> WHAT YOU ARE ASKED TO DO: From the records below, output exactly the lines running from the line containing "Gemini calls here." through the line containing "Eq, Serialize, Deserialize)]", and no others.
Top of INPUT DATA
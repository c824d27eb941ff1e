use axum::{
    http::StatusCode,
    response::{IntoResponse, Response},
    Json,
};
use serde_json::json;
use thiserror::Error;

use crate::rasterizer::DocumentError;

/// Application-level error type.
/// Implements `IntoResponse` so Axum handlers can return `Result<T, AppError>`.
///
/// Every failure is local to a single request; nothing here terminates the
/// process or leaks into subsequent user actions.
#[derive(Debug, Error)]
pub enum AppError {
    #[error("Validation error: {0}")]
    Validation(String),

    #[error("Document error: {0}")]
    Document(#[from] DocumentError),

    #[error("Model invocation error: {0}")]
    ModelInvocation(String),

    #[error("Internal server error: {0}")]
    Internal(#[from] anyhow::Error),
}

impl IntoResponse for AppError {
    fn into_response(self) -> Response {
        let (status, code, message) = match &self {
            AppError::Validation(msg) => (StatusCode::BAD_REQUEST, "VALIDATION_ERROR", msg.clone()),
            AppError::Document(e) => (
                StatusCode::UNPROCESSABLE_ENTITY,
                "DOCUMENT_ERROR",
                format!("{e}; please re-upload a readable PDF"),
            ),
            AppError::ModelInvocation(msg) => {
                tracing::error!("Model invocation error: {msg}");
                (
                    StatusCode::BAD_GATEWAY,
                    "MODEL_INVOCATION_ERROR",
                    "The analysis service failed to produce a response".to_string(),
                )
            }
            AppError::Internal(e) => {
                tracing::error!("Internal error: {e:?}");
                (
                    StatusCode::INTERNAL_SERVER_ERROR,
                    "INTERNAL_ERROR",
                    "An internal server error occurred".to_string(),
                )
            }
        };

        let body = Json(json!({
            "error": {
                "code": code,
                "message": message
            }
        }));

        (status, body).into_response()
    }
}
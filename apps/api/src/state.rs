use crate::analysis::dispatcher::Dispatcher;

/// Shared application state injected into all route handlers via Axum extractors.
#[derive(Clone)]
pub struct AppState {
    pub dispatcher: Dispatcher,
}
// Analysis pipeline: prompt catalog → dispatch → interpretation.
// All model calls go through llm_client — no direct Gemini calls here.

pub mod dispatcher;
pub mod handlers;
pub mod interpreter;
pub mod prompts;

use serde::{Deserialize, Serialize};

/// The selected analysis type. The set is closed: extending it means adding
/// a catalog entry, not a new code path.
#[derive(Debug, Clone, Copy, PartialEq, Eq, Serialize, Deserialize)]
#[serde(rename_all = "snake_case")]
pub enum Mode {
    Summary,
    SkillGap,
    KeywordGap,
    MatchPercentage,
    CompositeScore,
}

impl Mode {
    /// Parses the form-field spelling of a mode. An unknown string is a
    /// request validation failure at the HTTP boundary — it can never reach
    /// the catalog.
    pub fn parse(s: &str) -> Option<Mode> {
        match s {
            "summary" => Some(Mode::Summary),
            "skill_gap" => Some(Mode::SkillGap),
            "keyword_gap" => Some(Mode::KeywordGap),
            "match_percentage" => Some(Mode::MatchPercentage),
            "composite_score" => Some(Mode::CompositeScore),
            _ => None,
        }
    }

    /// Human-readable label, used for report filenames and display headers.
    pub fn label(&self) -> &'static str {
        match self {
            Mode::Summary => "Resume Summary",
            Mode::SkillGap => "Skills Improvement",
            Mode::KeywordGap => "Keyword Analysis",
            Mode::MatchPercentage => "Percentage Match",
            Mode::CompositeScore => "Score Report",
        }
    }

    /// Filename offered for the downloadable plain-text report.
    pub fn report_filename(&self) -> String {
        format!("ATS_{}.txt", self.label().replace(' ', "_"))
    }
}

/// The interpreted result of one analysis invocation.
#[derive(Debug, Clone, Serialize, Deserialize)]
pub struct AnalysisResponse {
    pub mode: Mode,
    /// The model reply, unmodified.
    pub raw_text: String,
    /// First percentage stated in the reply, clamped to 0–100. Absent when
    /// the model stated none; absence and zero are distinct.
    pub extracted_percent: Option<u32>,
    /// What a score gauge should show. Differs from `extracted_percent`
    /// only in composite-score mode, which always renders a gauge (0 on a
    /// miss); the other modes show a gauge only when a percentage was found.
    pub gauge_percent: Option<u32>,
    /// Job-description terms for highlighting, longest first.
    pub emphasized_terms: Vec<String>,
    pub report_filename: String,
}

#[cfg(test)]
mod tests {
    use super::*;

    #[test]
    fn test_mode_parses_all_five_names() {
        assert_eq!(Mode::parse("summary"), Some(Mode::Summary));
        assert_eq!(Mode::parse("skill_gap"), Some(Mode::SkillGap));
        assert_eq!(Mode::parse("keyword_gap"), Some(Mode::KeywordGap));
        assert_eq!(Mode::parse("match_percentage"), Some(Mode::MatchPercentage));
        assert_eq!(Mode::parse("composite_score"), Some(Mode::CompositeScore));
    }

    #[test]
    fn test_mode_rejects_unknown_names() {
        assert_eq!(Mode::parse("score"), None);
        assert_eq!(Mode::parse("Summary"), None);
        assert_eq!(Mode::parse(""), None);
    }

    #[test]
    fn test_mode_parse_agrees_with_serde_spelling() {
        for mode in [
            Mode::Summary,
            Mode::SkillGap,
            Mode::KeywordGap,
            Mode::MatchPercentage,
            Mode::CompositeScore,
        ] {
            let json = serde_json::to_string(&mode).unwrap();
            let spelled = json.trim_matches('"');
            assert_eq!(Mode::parse(spelled), Some(mode));
        }
    }

    #[test]
    fn test_report_filename_convention() {
        assert_eq!(Mode::Summary.report_filename(), "ATS_Resume_Summary.txt");
        assert_eq!(
            Mode::MatchPercentage.report_filename(),
            "ATS_Percentage_Match.txt"
        );
        assert_eq!(
            Mode::CompositeScore.report_filename(),
            "ATS_Score_Report.txt"
        );
    }
}
mod client;
mod models;

pub use client::HttpDeliveryClient;
pub use models::{DeliveryOutcome, RetryCause};
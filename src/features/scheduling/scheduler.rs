use crate::features::scheduling::cycle::CycleRunner;
use crate::features::scheduling::retry::Sleeper;
use crate::features::system_metrics::MetricsSnapshot;
use crate::shared::context::AgentContext;
use crate::shared::traits::{AsyncDataCollector, DeliveryClient};
use log::info;
use std::future::Future;
use std::time::Duration;
use tokio::time::{self, Instant, MissedTickBehavior};

/// Owns the main loop: one cycle per tick, until shutdown is requested.
///
/// Shutdown is only observed between cycles. A request that arrives while a
/// cycle is running, including during a backoff sleep, takes effect once that
/// cycle returns, so shutdown can lag by up to one full attempt sequence.
pub struct Scheduler<P, C, S> {
    interval: Duration,
    endpoint: String,
    runner: CycleRunner<P, C, S>,
}

impl<P, C, S> Scheduler<P, C, S>
where
    P: AsyncDataCollector<MetricsSnapshot> + Send,
    C: DeliveryClient,
    S: Sleeper,
{
    pub fn new(ctx: &AgentContext, runner: CycleRunner<P, C, S>) -> Self {
        let config = ctx.config();
        Self {
            interval: config.collector.interval,
            endpoint: config.shamva.endpoint.to_string(),
            runner,
        }
    }

    /// Run until `shutdown` resolves. Returns the number of cycles started.
    ///
    /// The first cycle fires one interval after start. If a cycle overruns
    /// the interval, one tick fires right away and the rest stay aligned.
    pub async fn run<F>(mut self, shutdown: F) -> u64
    where
        F: Future<Output = ()>,
    {
        info!(
            "Starting metrics collection every {} to {} (max_retries {}, backoff up to {})",
            humantime::format_duration(self.interval),
            self.endpoint,
            self.runner.retry().max_retries(),
            humantime::format_duration(self.runner.retry().worst_case_backoff()),
        );

        let mut ticker = time::interval_at(Instant::now() + self.interval, self.interval);
        ticker.set_missed_tick_behavior(MissedTickBehavior::Skip);
        tokio::pin!(shutdown);

        let mut cycles = 0u64;
        loop {
            tokio::select! {
                biased;
                _ = &mut shutdown => break,
                _ = ticker.tick() => {
                    cycles += 1;
                    self.runner.run_cycle().await;
                }
            }
        }

        info!("Metrics collection stopped after {} cycles", cycles);
        cycles
    }
}
use shamva_collector::{
    shared::{
        config::{AgentConfig, LoggingConfig},
        logging,
    },
    features::{
        delivery::HttpDeliveryClient,
        scheduling::{CycleRunner, Scheduler, TerminationSignals, TokioSleeper},
        system_metrics::SystemMetricsCollector,
    },
    AgentContext, AgentError, AsyncDataCollector,
};
use log::{error, info};
use std::process::ExitCode;

#[tokio::main]
async fn main() -> ExitCode {
    // The log level lives in the config file, so config errors are reported
    // through a default logger.
    let (path, config) = match AgentConfig::load() {
        Ok(loaded) => loaded,
        Err(e) => {
            logging::init(&LoggingConfig::default());
            error!("Failed to load configuration: {}", e);
            return ExitCode::FAILURE;
        }
    };
    logging::init(&config.logging);
    logging::install_panic_hook();
    info!("Loaded configuration from {}", path.display());

    match run(config).await {
        Ok(()) => ExitCode::SUCCESS,
        Err(e) => {
            error!("{}", e);
            ExitCode::FAILURE
        }
    }
}

async fn run(config: AgentConfig) -> Result<(), AgentError> {
    let ctx = AgentContext::new(config)?;
    let mut signals = TerminationSignals::register().map_err(AgentError::Signal)?;

    let collector = SystemMetricsCollector::new();
    collector.validate().await?;

    let client = HttpDeliveryClient::new(&ctx)?;
    let runner = CycleRunner::new(&ctx, collector, client, TokioSleeper);

    Scheduler::new(&ctx, runner)
        .run(async move {
            let signal = signals.recv().await;
            info!("Received {}, shutting down gracefully...", signal);
        })
        .await;

    Ok(())
}
mod collector;
mod models;

pub use collector::SystemMetricsCollector;
pub use models::{
    MetricsSnapshot,
    PowerStatus,
    CpuInformation,
    MemoryInformation,
    DiskInformation,
    NetworkInformation,
    ProcessSummary,
    PowerInformation,
};

#[cfg(test)]
pub(crate) use models::fixtures;
use crate::shared::config::{LogFormat, LoggingConfig};
use chrono::{SecondsFormat, Utc};
use env_logger::{Builder, Env};
use log::error;
use serde_json::json;
use std::any::Any;
use std::io::Write;
use std::panic::{self, Location};

/// Install the global logger.
///
/// The configured level is the default; `RUST_LOG` still wins when set.
pub fn init(config: &LoggingConfig) {
    let mut builder = Builder::new();
    builder.filter_level(config.level);
    builder.parse_env(Env::default());

    if config.format == LogFormat::Json {
        builder.format(|buf, record| {
            let line = json!({
                "timestamp": Utc::now().to_rfc3339_opts(SecondsFormat::Millis, true),
                "level": record.level().as_str(),
                "target": record.target(),
                "message": record.args().to_string(),
            });
            writeln!(buf, "{}", line)
        });
    }

    // A second init (tests, embedding) keeps the first logger.
    let _ = builder.try_init();
}

/// Report panics through the logger instead of raw stderr, so JSON output
/// stays one object per line and the location is kept.
pub fn install_panic_hook() {
    panic::set_hook(Box::new(|info| {
        error!("{}", describe_panic(info.payload(), info.location()));
    }));
}

pub(crate) fn describe_panic(
    payload: &(dyn Any + Send),
    location: Option<&Location<'_>>,
) -> String {
    let message = panic_message(payload);
    match location {
        Some(location) => format!(
            "panicked at {}:{}:{}: {}",
            location.file(),
            location.line(),
            location.column(),
            message
        ),
        None => format!("panicked: {}", message),
    }
}

pub(crate) fn panic_message(payload: &(dyn Any + Send)) -> String {
    if let Some(message) = payload.downcast_ref::<&str>() {
        (*message).to_string()
    } else if let Some(message) = payload.downcast_ref::<String>() {
        message.clone()
    } else {
        String::from("unknown panic payload")
    }
}
mod cycle;
mod retry;
mod scheduler;
mod shutdown;

pub use cycle::{CycleOutcome, CycleRunner};
pub use retry::{
    backoff_delay, DeliveryReport, DeliveryResult, RetryController, Sleeper, TokioSleeper,
};
pub use scheduler::Scheduler;
pub use shutdown::TerminationSignals;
Bottom of INPUT DATA
> REPLY:
// All model calls go through llm_client — no direct Gemini calls here.

pub mod dispatcher;
pub mod handlers;
pub mod interpreter;
pub mod prompts;

use serde::{Deserialize, Serialize};

/// The selected analysis type. The set is closed: extending it means adding
/// a catalog entry, not a new code path.
#[derive(Debug, Clone, Copy, PartialEq, Eq, Serialize, Deserialize)]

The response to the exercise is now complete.